Je trouve fascinant, ces derniers temps, de voir des politiciens et des commentateurs opportunistes rétropédaler et dire que la vaccination est importante, après avoir convaincu plein de gens que la COVID-19 n’était qu’une simple grippe. Même Fox News a changé son discours. J’ai l’impression que ce n’est pas un éveil de conscience, mais une prudence pour sauver ses fesses, alors que le DAnthony Fauci, directeur de l’Institut national des allergies et des maladies infectieuses, a affirmé que les États-Unis faisaient face à une épidémie des non-vaccinés. Car il y a une autre vérité dans les épidémies : les boucs émissaires, la recherche de coupables. Au début de la crise de ce coronavirus, les Asiatiques ont été la cible, nous le savons. Les pauvres, les immigrants et les minorités ont très souvent été les boucs émissaires des pandémies. Mais à mesure qu’on traverse cette épreuve et que les vaccins sont en train de faire leurs preuves, ça doit sentir la soupe chaude chez ceux qui ont surfé sur le scepticisme. On peut voir sur la carte des États-Unis que ça flambe dans les États qui penchent du côté des politiciens les plus irresponsables.

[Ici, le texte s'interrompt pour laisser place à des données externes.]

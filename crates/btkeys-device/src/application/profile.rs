//! The Bluetooth HID-device profile capability.
//!
//! [`HidProfile`] is the narrow surface the controller and the report sender
//! need from the platform: register the SDP record, connect to the bonded
//! host, disconnect, become discoverable and send an input report.
//!
//! Registration and connection complete asynchronously.  The platform adapter
//! reports the outcome through the [`ProfileCallbacks`] handle it received at
//! registration, quoting the [`AttemptToken`] of the call being answered.  The
//! controller discards completions whose token is no longer current.
//!
//! # Attempt tokens (for newcomers)
//!
//! A Bluetooth stack answers on its own thread, sometimes seconds later.  By
//! then the user may have asked for something else:
//!
//! ```text
//! connect_host()  ── token #2 ──▶ platform ......... on_connected(#2, host)
//! connect_host()  ── token #3 ──▶ platform ..... on_connected(#3, host)
//! release()       (cancels #3)
//! ```
//!
//! Without tokens the controller could not tell which answer belongs to
//! which request, and the late `#2` would resurrect a connection nobody
//! wants.  So every request gets a new, strictly increasing generation
//! number and the adapter simply echoes it back:
//!
//! - the answer for the current token is applied,
//! - an answer for an older, superseded token is dropped,
//! - a link brought up by a connect that `release()` cancelled is torn down
//!   with [`HidProfile::disconnect`].
//!
//! Adapters never make up tokens.  When the host opens the link on its own
//! (it paired with the discoverable adapter, or it reconnects to a keyboard
//! it already knows), there is no request to answer, so the adapter calls
//! [`ProfileCallbacks::on_host_connected`] instead.

use std::fmt;
use std::sync::Weak;
use std::time::Duration;

use btkeys_core::KEYBOARD_REPORT_DESCRIPTOR;
use thiserror::Error;
use tracing::debug;

use super::connection::Shared;

/// Generation number attached to every asynchronous platform request.
#[derive(Debug, Clone, Copy, PartialEq, Eq, Hash, PartialOrd, Ord)]
pub struct AttemptToken(u64);

impl AttemptToken {
    pub(crate) const fn new(generation: u64) -> Self {
        Self(generation)
    }

    pub fn generation(self) -> u64 {
        self.0
    }
}

impl fmt::Display for AttemptToken {
    fn fmt(&self, f: &mut fmt::Formatter<'_>) -> fmt::Result {
        write!(f, "#{}", self.0)
    }
}

/// Identity of a remote Bluetooth host.
///
/// Two `HostDevice`s are the same host when their addresses match; the
/// friendly name is informational and may change between callbacks.
#[derive(Debug, Clone)]
pub struct HostDevice {
    pub address: String,
    pub name: Option<String>,
}

impl HostDevice {
    pub fn new(address: impl Into<String>) -> Self {
        Self {
            address: address.into(),
            name: None,
        }
    }

    pub fn with_name(mut self, name: impl Into<String>) -> Self {
        self.name = Some(name.into());
        self
    }
}

impl PartialEq for HostDevice {
    fn eq(&self, other: &Self) -> bool {
        self.address == other.address
    }
}

impl Eq for HostDevice {}

impl fmt::Display for HostDevice {
    fn fmt(&self, f: &mut fmt::Formatter<'_>) -> fmt::Result {
        match &self.name {
            Some(name) => write!(f, "{name} ({})", self.address),
            None => f.write_str(&self.address),
        }
    }
}

/// Service record advertised when the profile registers.
#[derive(Debug, Clone, PartialEq, Eq)]
pub struct SdpSettings {
    pub name: String,
    pub description: String,
    pub provider: String,
    /// HID device subclass; `0x40` is a keyboard.
    pub subclass: u8,
    pub report_descriptor: Vec<u8>,
}

impl Default for SdpSettings {
    fn default() -> Self {
        Self {
            name: "btkeys".to_string(),
            description: "Bluetooth HID keyboard".to_string(),
            provider: "btkeys".to_string(),
            subclass: 0x40,
            report_descriptor: KEYBOARD_REPORT_DESCRIPTOR.to_vec(),
        }
    }
}

/// Failure reported by the platform profile.
#[derive(Debug, Clone, Error, PartialEq, Eq)]
pub enum ProfileError {
    #[error("HID device profile is not registered")]
    NotRegistered,
    #[error("no bonded host device to connect to")]
    NoBondedHost,
    #[error("host rejected the request: {0}")]
    Rejected(String),
    #[error("host is not connected")]
    NotConnected,
    #[error("Bluetooth adapter unavailable")]
    Unavailable,
    #[error("platform error: {0}")]
    Platform(String),
}

/// Platform Bluetooth HID-device profile.
///
/// Implementations must not call back into [`ProfileCallbacks`] while holding
/// a lock that one of their own methods also takes: the controller may call
/// `disconnect` from inside a callback.
#[cfg_attr(test, mockall::automock)]
pub trait HidProfile: Send + Sync {
    /// Registers the HID device SDP record.
    ///
    /// The outcome is delivered later through
    /// [`ProfileCallbacks::on_app_registered`] with the same `token`.  An
    /// `Err` return means the request was refused outright and no callback
    /// will follow.
    fn register_app(
        &self,
        settings: &SdpSettings,
        token: AttemptToken,
        callbacks: ProfileCallbacks,
    ) -> Result<(), ProfileError>;

    /// Connects to the currently bonded host.
    ///
    /// Completes through [`ProfileCallbacks::on_connected`] or
    /// [`ProfileCallbacks::on_connect_failed`] with the same `token`.  Links
    /// the host opens itself are reported through
    /// [`ProfileCallbacks::on_host_connected`].
    fn connect(&self, token: AttemptToken) -> Result<(), ProfileError>;

    /// Drops the link to `host`.
    fn disconnect(&self, host: &HostDevice) -> Result<(), ProfileError>;

    /// Asks the adapter to become discoverable for `duration`.
    fn set_discoverable(&self, duration: Duration) -> Result<(), ProfileError>;

    /// Sends one input report to `host`.  Best effort, does not block.
    fn send_report(
        &self,
        host: &HostDevice,
        report_id: u8,
        report: &[u8],
    ) -> Result<(), ProfileError>;
}

/// Callback handle given to the platform adapter at registration.
///
/// May be invoked from any thread.  Holds only a weak reference, so once the
/// controller is dropped every callback becomes a no-op.
#[derive(Clone)]
pub struct ProfileCallbacks {
    shared: Weak<Shared>,
}

impl ProfileCallbacks {
    pub(crate) fn new(shared: Weak<Shared>) -> Self {
        Self { shared }
    }

    /// A handle that is not attached to any controller.
    pub fn detached() -> Self {
        Self { shared: Weak::new() }
    }

    pub fn on_app_registered(&self, token: AttemptToken, result: Result<(), ProfileError>) {
        match self.shared.upgrade() {
            Some(shared) => shared.handle_app_registered(token, result),
            None => debug!(%token, "registration callback after controller dropped"),
        }
    }

    pub fn on_connected(&self, token: AttemptToken, host: HostDevice) {
        match self.shared.upgrade() {
            Some(shared) => shared.handle_connected(token, host),
            None => debug!(%token, %host, "connect callback after controller dropped"),
        }
    }

    /// The host opened the link itself, without a pending `connect`.
    pub fn on_host_connected(&self, host: HostDevice) {
        match self.shared.upgrade() {
            Some(shared) => shared.handle_host_connected(host),
            None => debug!(%host, "host connect after controller dropped"),
        }
    }

    pub fn on_connect_failed(&self, token: AttemptToken, error: ProfileError) {
        match self.shared.upgrade() {
            Some(shared) => shared.handle_connect_failed(token, error),
            None => debug!(%token, %error, "connect failure after controller dropped"),
        }
    }

    /// Host link dropped, whether requested locally or not.
    pub fn on_disconnected(&self, host: HostDevice) {
        match self.shared.upgrade() {
            Some(shared) => shared.handle_disconnected(host),
            None => debug!(%host, "disconnect callback after controller dropped"),
        }
    }
}

impl fmt::Debug for ProfileCallbacks {
    fn fmt(&self, f: &mut fmt::Formatter<'_>) -> fmt::Result {
        f.debug_struct("ProfileCallbacks")
            .field("attached", &(self.shared.strong_count() > 0))
            .finish()
    }
}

Même si tout cela semble décourageant, il faut se rappeler qu’une majorité de gens ont choisi les vaccins et respecté les consignes. Cette masse critique, qui commence à perdre patience, pas meilleure qu’une autre, va aussi chercher un bouc émissaire s’il y a de nouvelles vagues et des mesures restrictives. Les commentaires sont de plus en plus violents sur le sujet, de tous les côtés. Je ne pense pas que de se traiter de moutons ou de « covidiots » aide en quoi que ce soit dans une situation où la cohésion sociale est importante. La colère est mauvaise conseillère, et elle m’inquiète autant que le variant Delta.

Mais moi, au fond, tout ce que je retiens de l’été 2021, c’est une formidable semaine avec les miens.